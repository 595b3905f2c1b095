//! Batch target selection.
//!
//! Walks the project (honouring `.gitignore`) and keeps source files that
//! match an include glob, match no exclude glob, and are not tests
//! themselves.

use super::paths::is_test_file;
use anyhow::{Context, Result};
use globset::{Glob, GlobSet, GlobSetBuilder};
use ignore::WalkBuilder;
use std::path::{Path, PathBuf};
use tracing::debug;

fn build_globset(patterns: &[String]) -> Result<GlobSet> {
    let mut builder = GlobSetBuilder::new();
    for pattern in patterns {
        let glob = Glob::new(pattern).with_context(|| format!("Invalid glob '{}'", pattern))?;
        builder.add(glob);
    }
    builder.build().context("Failed to build glob set")
}

/// Collect project-relative source paths for a batch run, sorted.
///
/// # Errors
///
/// Returns an error if any pattern is not a valid glob.
pub fn collect_targets(
    project_dir: &Path,
    include: &[String],
    exclude: &[String],
) -> Result<Vec<PathBuf>> {
    let include = build_globset(include)?;
    let exclude = build_globset(exclude)?;

    let mut targets: Vec<PathBuf> = WalkBuilder::new(project_dir)
        .hidden(true)
        .git_ignore(true)
        .require_git(false)
        .build()
        .filter_map(|entry| entry.ok())
        .filter(|entry| entry.file_type().is_some_and(|t| t.is_file()))
        .filter_map(|entry| {
            entry
                .path()
                .strip_prefix(project_dir)
                .ok()
                .map(Path::to_path_buf)
        })
        .filter(|rel| include.is_match(rel) && !exclude.is_match(rel) && !is_test_file(rel))
        .collect();

    targets.sort();
    debug!("Collected {} batch target(s)", targets.len());
    Ok(targets)
}

#[cfg(test)]
mod tests {
    use super::*;
    use std::fs;
    use tempfile::TempDir;

    fn touch(root: &Path, rel: &str) {
        let path = root.join(rel);
        fs::create_dir_all(path.parent().unwrap()).unwrap();
        fs::write(path, "export {}").unwrap();
    }

    #[test]
    fn test_collects_matching_sources_and_skips_tests() {
        let temp = TempDir::new().unwrap();
        touch(temp.path(), "src/add.ts");
        touch(temp.path(), "src/sub/mul.ts");
        touch(temp.path(), "src/add.test.ts");
        touch(temp.path(), "src/types.d.ts");
        touch(temp.path(), "README.md");

        let targets = collect_targets(
            temp.path(),
            &["src/**/*.ts".to_string()],
            &["**/*.d.ts".to_string()],
        )
        .unwrap();

        assert_eq!(
            targets,
            vec![PathBuf::from("src/add.ts"), PathBuf::from("src/sub/mul.ts")]
        );
    }

    #[test]
    fn test_respects_gitignore() {
        let temp = TempDir::new().unwrap();
        touch(temp.path(), "src/keep.ts");
        touch(temp.path(), "src/generated/skip.ts");
        fs::write(temp.path().join(".gitignore"), "src/generated/\n").unwrap();

        let targets = collect_targets(temp.path(), &["src/**/*.ts".to_string()], &[]).unwrap();
        assert_eq!(targets, vec![PathBuf::from("src/keep.ts")]);
    }

    #[test]
    fn test_invalid_glob_is_an_error() {
        let temp = TempDir::new().unwrap();
        let err = collect_targets(temp.path(), &["src/[".to_string()], &[]).unwrap_err();
        assert!(err.to_string().contains("Invalid glob"));
    }
}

#### [TASK STATEMENT]
May I have the entries returned exactly, with every line in place?

#### [THE COMPLETED TASK]
repository 595b3905f2c1b095
//! Batch target selection.
//!
//! Walks the project (honouring `.gitignore`) and keeps source files that
//! match an include glob, match no exclude glob, and are not tests
//! themselves.

use super::paths::is_test_file;
use anyhow::{Context, Result};
use globset::{Glob, GlobSet, GlobSetBuilder};
use ignore::WalkBuilder;
use std::path::{Path, PathBuf};
use tracing::debug;

fn build_globset(patterns: &[String]) -> Result<GlobSet> {
    let mut builder = GlobSetBuilder::new();
    for pattern in patterns {
        let glob = Glob::new(pattern).with_context(|| format!("Invalid glob '{}'", pattern))?;
        builder.add(glob);
    }
    builder.build().context("Failed to build glob set")
}

/// Collect project-relative source paths for a batch run, sorted.
///
/// # Errors
///
/// Returns an error if any pattern is not a valid glob.
pub fn collect_targets(
    project_dir: &Path,
    include: &[String],
    exclude: &[String],
) -> Result<Vec<PathBuf>> {
    let include = build_globset(include)?;
    let exclude = build_globset(exclude)?;

    let mut targets: Vec<PathBuf> = WalkBuilder::new(project_dir)
        .hidden(true)
        .git_ignore(true)
        .require_git(false)
        .build()
        .filter_map(|entry| entry.ok())
        .filter(|entry| entry.file_type().is_some_and(|t| t.is_file()))
        .filter_map(|entry| {
            entry
                .path()
                .strip_prefix(project_dir)
                .ok()
                .map(Path::to_path_buf)
        })
        .filter(|rel| include.is_match(rel) && !exclude.is_match(rel) && !is_test_file(rel))
        .collect();

    targets.sort();
    debug!("Collected {} batch target(s)", targets.len());
    Ok(targets)
}

#[cfg(test)]
mod tests {
    use super::*;
    use std::fs;
    use tempfile::TempDir;

    fn touch(root: &Path, rel: &str) {
        let path = root.join(rel);
        fs::create_dir_all(path.parent().unwrap()).unwrap();
        fs::write(path, "export {}").unwrap();
    }

    #[test]
    fn test_collects_matching_sources_and_skips_tests() {
        let temp = TempDir::new().unwrap();
        touch(temp.path(), "src/add.ts");
        touch(temp.path(), "src/sub/mul.ts");
        touch(temp.path(), "src/add.test.ts");
        touch(temp.path(), "src/types.d.ts");
        touch(temp.path(), "README.md");

        let targets = collect_targets(
            temp.path(),
            &["src/**/*.ts".to_string()],
            &["**/*.d.ts".to_string()],
        )
        .unwrap();

        assert_eq!(
            targets,
            vec![PathBuf::from("src/add.ts"), PathBuf::from("src/sub/mul.ts")]
        );
    }

    #[test]
    fn test_respects_gitignore() {
        let temp = TempDir::new().unwrap();
        touch(temp.path(), "src/keep.ts");
        touch(temp.path(), "src/generated/skip.ts");
        fs::write(temp.path().join(".gitignore"), "src/generated/\n").unwrap();

        let targets = collect_targets(temp.path(), &["src/**/*.ts".to_string()], &[]).unwrap();
        assert_eq!(targets, vec![PathBuf::from("src/keep.ts")]);
    }

    #[test]
    fn test_invalid_glob_is_an_error() {
        let temp = TempDir::new().unwrap();
        let err = collect_targets(temp.path(), &["src/[".to_string()], &[]).unwrap_err();
        assert!(err.to_string().contains("Invalid glob"));
    }
}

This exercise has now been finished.